Concerns swirl around Labor’s international student ‘soft caps’
Labor’s proposal to set ‘soft caps’ could lead to job losses, stakeholders warn, with the visa application fee for international students set to be doubled in Tuesday’s budget.
Labor’s proposal to set “soft caps” on international student numbers at each university and college will lead to job losses, could damage Australia’s reputation overseas and may reduce the number of foreign students in regional areas, according to stakeholders who are demanding more detail from the Albanese government.
In another blow to the international education industry, The Australian understands the government is expected to more than double the $710 visa application fee for international students in Tuesday’s budget.
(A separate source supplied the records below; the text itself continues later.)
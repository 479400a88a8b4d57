//! The outbound generation request.
//!
//! Field names on the wire are `Name`, `Template` and `Data`, capitalised
//! exactly as the service expects. `Data` is opaque to this client: the
//! template defines its shape, so it is carried as a [`serde_json::Value`].

use serde::{Deserialize, Serialize};

use crate::{GreypotError, TemplateName};

/// A single document-generation request.
#[derive(Debug, Clone, PartialEq, Serialize, Deserialize)]
pub struct GenerateRequest {
    /// Template identifier; also the last segment of the endpoint path.
    #[serde(rename = "Name")]
    name: TemplateName,

    /// Raw template body (e.g. HTML markup). May be empty.
    #[serde(rename = "Template")]
    template: String,

    /// Free-form data rendered into the template.
    #[serde(rename = "Data")]
    data: serde_json::Value,
}

impl GenerateRequest {
    /// Builds a request from any serialisable data value.
    ///
    /// # Errors
    ///
    /// Returns [`GreypotError::Encoding`] if `data` has no JSON representation
    /// (e.g. a map keyed by something other than strings, or a `Serialize`
    /// impl that reports an error).
    pub fn new<D>(
        name: TemplateName,
        template: impl Into<String>,
        data: &D,
    ) -> Result<Self, GreypotError>
    where
        D: Serialize + ?Sized,
    {
        let data = serde_json::to_value(data).map_err(|source| GreypotError::Encoding {
            template: name.clone(),
            source,
        })?;
        Ok(Self::from_value(name, template, data))
    }

    /// Builds a request from data that is already a JSON value.
    pub fn from_value(name: TemplateName, template: impl Into<String>, data: serde_json::Value) -> Self {
        Self {
            name,
            template: template.into(),
            data,
        }
    }

    /// Returns the template identifier.
    pub fn name(&self) -> &TemplateName {
        &self.name
    }

    /// Returns the template body.
    pub fn template(&self) -> &str {
        &self.template
    }

    /// Returns the template data.
    pub fn data(&self) -> &serde_json::Value {
        &self.data
    }

    /// Serialises the request into its JSON wire body.
    ///
    /// # Errors
    ///
    /// Returns [`GreypotError::Encoding`] if serialisation fails.
    pub fn to_json_bytes(&self) -> Result<Vec<u8>, GreypotError> {
        serde_json::to_vec(self).map_err(|source| GreypotError::Encoding {
            template: self.name.clone(),
            source,
        })
    }
}
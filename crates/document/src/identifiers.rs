//! Newtype domain identifiers.
//!
//! The template identifier plays two roles on the wire: it labels the template
//! inside the request body and it is the final path segment of the generation
//! endpoint. Wrapping it in [`TemplateName`] means the endpoint builder never
//! sees a value that could escape its path segment.

use serde::{Deserialize, Serialize};

// ---------------------------------------------------------------------------
// Template identifier
// ---------------------------------------------------------------------------

/// Identifies a template on the Greypot Studio service (e.g. `"invoice.html"`).
///
/// Guaranteed non-empty and usable verbatim as a single URL path segment: no
/// `/`, `\`, `?`, `#`, `%`, whitespace or control characters, and never one of
/// the dot segments `.` or `..`.
#[derive(Debug, Clone, PartialEq, Eq, Hash, Serialize, Deserialize)]
#[serde(try_from = "String", into = "String")]
pub struct TemplateName(String);

impl TemplateName {
    /// Creates a new template name, returning `None` if the value is empty or
    /// not a valid path segment.
    pub fn new(value: impl Into<String>) -> Option<Self> {
        let v = value.into();
        if is_path_segment(&v) {
            Some(Self(v))
        } else {
            None
        }
    }

    /// Returns the template name as a string slice.
    pub fn as_str(&self) -> &str {
        &self.0
    }
}

fn is_path_segment(value: &str) -> bool {
    if value.is_empty() || value == "." || value == ".." {
        return false;
    }
    !value
        .chars()
        .any(|c| matches!(c, '/' | '\\' | '?' | '#' | '%') || c.is_whitespace() || c.is_control())
}

impl std::fmt::Display for TemplateName {
    fn fmt(&self, f: &mut std::fmt::Formatter<'_>) -> std::fmt::Result {
        write!(f, "{}", self.0)
    }
}

impl TryFrom<String> for TemplateName {
    type Error = String;

    fn try_from(value: String) -> Result<Self, Self::Error> {
        Self::new(value.clone()).ok_or_else(|| format!("invalid template name: {value:?}"))
    }
}

impl From<TemplateName> for String {
    fn from(name: TemplateName) -> Self {
        name.0
    }
}
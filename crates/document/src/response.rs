//! The generation response returned by the service.

use serde::{Deserialize, Deserializer, Serialize};

use crate::{DecodedArtifact, GreypotError};

/// A generated report as returned by the service.
///
/// Fields missing from the response body are left empty; the client does not
/// check that the service filled them in. The artifact stays base64 text until
/// [`GenerateResponse::decode`] is called.
#[derive(Debug, Clone, Default, PartialEq, Eq, Serialize, Deserialize)]
#[serde(default)]
pub struct GenerateResponse {
    /// Opaque identifier the service assigned to this report.
    #[serde(rename = "reportId", deserialize_with = "null_as_empty")]
    report_id: String,

    /// Declared format of the artifact (e.g. `"pdf"`).
    #[serde(rename = "type", deserialize_with = "null_as_empty")]
    artifact_type: String,

    /// Artifact bytes, base64 encoded.
    #[serde(deserialize_with = "null_as_empty")]
    data: String,
}

/// Treats an explicit `null` like an absent field.
fn null_as_empty<'de, D>(deserializer: D) -> Result<String, D::Error>
where
    D: Deserializer<'de>,
{
    Ok(Option::<String>::deserialize(deserializer)?.unwrap_or_default())
}

impl GenerateResponse {
    /// Creates a response from its parts.
    pub fn new(
        report_id: impl Into<String>,
        artifact_type: impl Into<String>,
        data: impl Into<String>,
    ) -> Self {
        Self {
            report_id: report_id.into(),
            artifact_type: artifact_type.into(),
            data: data.into(),
        }
    }

    /// Returns the report identifier.
    pub fn report_id(&self) -> &str {
        &self.report_id
    }

    /// Returns the declared artifact type.
    pub fn artifact_type(&self) -> &str {
        &self.artifact_type
    }

    /// Returns the artifact as the base64 text received from the service.
    pub fn encoded_data(&self) -> &str {
        &self.data
    }

    /// Decodes the artifact into raw bytes.
    ///
    /// # Errors
    ///
    /// Returns [`GreypotError::Decoding`] if `data` is not valid base64.
    pub fn decode(&self) -> Result<DecodedArtifact, GreypotError> {
        crate::decode(self)
    }
}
The $710 fee, non-refundable if a visa is refused, is already more than twice the equivalent fee for students applying to study in the US and New Zealand, and more than four times as expensive as the Canadian fee.
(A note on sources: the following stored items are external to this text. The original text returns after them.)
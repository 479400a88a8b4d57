//! Core domain for the Greypot Studio document-generation client.
//!
//! This crate contains the wire contract with the remote service (request and
//! response shapes), the template identifier newtype, artifact decoding, and
//! the error type shared by every crate in the workspace. Infrastructure
//! crates implement the [`DocumentGenerator`] port defined here; they never
//! add contract rules.
//!
//! ## Architectural Layer
//!
//! **Business logic + port definitions.** This crate has no I/O dependencies.
//! It defines *what* is sent and received; infrastructure crates define *how*
//! it travels.
//!
//! ## Module Layout
//!
//! | Module | Contents |
//! |--------|----------|
//! | [`identifiers`] | Newtype identifiers (`TemplateName`) |
//! | [`request`] | `GenerateRequest` and its JSON wire form |
//! | [`response`] | `GenerateResponse` as returned by the service |
//! | [`artifact`] | Base64 artifact decoding into `DecodedArtifact` |
//! | [`generator`] | The `DocumentGenerator` port trait |
//! | [`errors`] | `GreypotError` and its coarse `ErrorKind` |

pub mod artifact;
pub mod errors;
pub mod generator;
pub mod identifiers;
pub mod request;
pub mod response;

// Re-export everything at the crate root for ergonomic usage by downstream crates.
pub use artifact::{decode, DecodedArtifact};
pub use errors::{ErrorKind, GreypotError};
pub use generator::DocumentGenerator;
pub use identifiers::TemplateName;
pub use request::GenerateRequest;
pub use response::GenerateResponse;
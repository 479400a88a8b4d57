//! Greypot Studio HTTP client adapter.
//!
//! Implements the [`document::DocumentGenerator`] trait over the Studio
//! generation API: a JSON request POSTed to
//! `{base}/_studio/generate/pdf/{template}` and a JSON response carrying the
//! generated artifact as base64 text.
//!
//! ## Architectural Layer
//!
//! **Infrastructure.** Endpoint resolution, HTTP transport, status handling,
//! and response parsing all live here. The [`document`] crate sees only
//! [`document::DocumentGenerator`].
//!
//! ## Transport
//!
//! [`StudioClient`] is generic over the [`Transport`] seam. Production code
//! uses [`ReqwestTransport`]; tests substitute a stub that returns canned
//! responses. Every call is a single exchange: no retries, no caching, and no
//! connection reuse beyond what `reqwest` does by default.

pub mod client;
pub mod config;
pub mod endpoint;
pub mod transport;

pub use client::StudioClient;
pub use config::StudioClientConfig;
pub use endpoint::{generate_endpoint, GENERATE_PDF_PATH};
pub use transport::{ReqwestTransport, Transport, TransportResponse};
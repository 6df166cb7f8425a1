use std::path::Path;

// Declare the modules that make up this crate.
pub mod error;
pub mod settings;

// Re-export the core types to provide a clean public API.
pub use error::ConfigError;
pub use settings::{EngineConfig, Exclusions, ExclusionsConfig, normalize};

/// Loads the engine configuration from a TOML file.
///
/// Values can be overridden with `LOTCOST__`-prefixed environment variables,
/// for example `LOTCOST__EXCLUSIONS__EXPORTERS="DISTRIBUTOR A,DISTRIBUTOR B"`.
/// A missing file is an error; use [`EngineConfig::default`] to run without one.
pub fn load_config(path: &Path) -> Result<EngineConfig, ConfigError> {
    let builder = config::Config::builder()
        .add_source(config::File::from(path))
        .add_source(environment_source())
        .build()?;

    let config = builder.try_deserialize::<EngineConfig>()?;
    // Fail fast on invalid exclusion lists instead of at the first analysis run.
    let exclusions = config.exclusions()?;
    tracing::debug!(
        path = %path.display(),
        excluded_charge_types = exclusions.charge_types().len(),
        excluded_exporters = exclusions.exporters().len(),
        "Loaded engine configuration."
    );

    Ok(config)
}

/// Parses configuration from an in-memory TOML document.
pub fn load_config_from_str(toml: &str) -> Result<EngineConfig, ConfigError> {
    let builder = config::Config::builder()
        .add_source(config::File::from_str(toml, config::FileFormat::Toml))
        .build()?;

    let config = builder.try_deserialize::<EngineConfig>()?;
    config.exclusions()?;
    Ok(config)
}

fn environment_source() -> config::Environment {
    config::Environment::with_prefix("LOTCOST")
        .prefix_separator("__")
        .separator("__")
        .list_separator(",")
        .with_list_parse_key("exclusions.charge_types")
        .with_list_parse_key("exclusions.exporters")
        .try_parsing(true)
}
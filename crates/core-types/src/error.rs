use thiserror::Error;

#[derive(Error, Debug, PartialEq)]
pub enum CoreError {
    #[error("Unknown severity label: {0}")]
    UnknownSeverity(String),
}
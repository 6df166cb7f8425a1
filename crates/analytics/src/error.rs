use thiserror::Error;

#[derive(Error, Debug, PartialEq)]
pub enum AnalyticsError {
    #[error("The charge feed is empty but the stock feed lists {0} lot(s)")]
    EmptyChargeFeed(usize),
}
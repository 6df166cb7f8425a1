//! # Lot Cost Analytics
//!
//! This crate turns raw charge ledger rows into per-lot costs and computes the
//! population statistics the consistency analyzers measure against.
//!
//! ## Architectural Principles
//!
//! - **Layer 1 Logic:** This is a pure logic crate. It has no knowledge of files or
//!   data sources. It depends only on `core-types` and `configuration`.
//! - **Stateless Calculation:** The `AnalyticsEngine` is a stateless calculator. The
//!   same ledger always yields the same, identically ordered metric map.
//!
//! ## Public API
//!
//! - `AnalyticsEngine`: groups charges by lot and derives cost per box.
//! - `compute_stats` / `PopulationStats`: N-divisor mean, standard deviation and CV.
//! - `StatsBaseline`: the global and per-exporter statistics shared by one run.
//! - `AnalyticsError`: the specific error types that can be returned from this crate.

// Declare the modules that constitute this crate.
pub mod engine;
pub mod error;
pub mod stats;

// Re-export the key components to create a clean, public-facing API.
pub use engine::{AnalyticsEngine, ChargeBreakdownLine, boxes_by_lot, group_by_exporter};
pub use error::AnalyticsError;
pub use stats::{PopulationStats, StatsBaseline, compute_stats, lot_cost_stats};
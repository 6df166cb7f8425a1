use crate::charge_type::ChargeTypeDetector;
use crate::error::DetectorError;
use crate::internal::InternalDetector;
use crate::population::PopulationDetector;
use crate::{Detector, DetectorKind};

/// Creates a new detector instance for the given scheme.
pub fn create_detector(kind: &DetectorKind) -> Result<Box<dyn Detector>, DetectorError> {
    // The compiler will error if a new DetectorKind is added but not handled here.
    match kind {
        DetectorKind::Internal => Ok(Box::new(InternalDetector::new())),
        DetectorKind::Population => Ok(Box::new(PopulationDetector::new())),
        DetectorKind::ChargeType { charge_type } => {
            Ok(Box::new(ChargeTypeDetector::new(charge_type)?))
        }
    }
}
The government will also announce a new review, a strategic examination of research and development, reporting to Industry and Science Minister Ed Husic.
As consultation on the student caps, designed to halve the net migration intake to 250,000, began on Monday, tertiary education providers cautioned against a January 1 start date given the extensive talks that will be required to achieve the provider-by-provider agreements.
A university will be able to enrol additional students above the cap if it establishes new student accommodation for domestic and international students, with the provider having to give a commitment to the government it will be able to accommodate a certain number of students.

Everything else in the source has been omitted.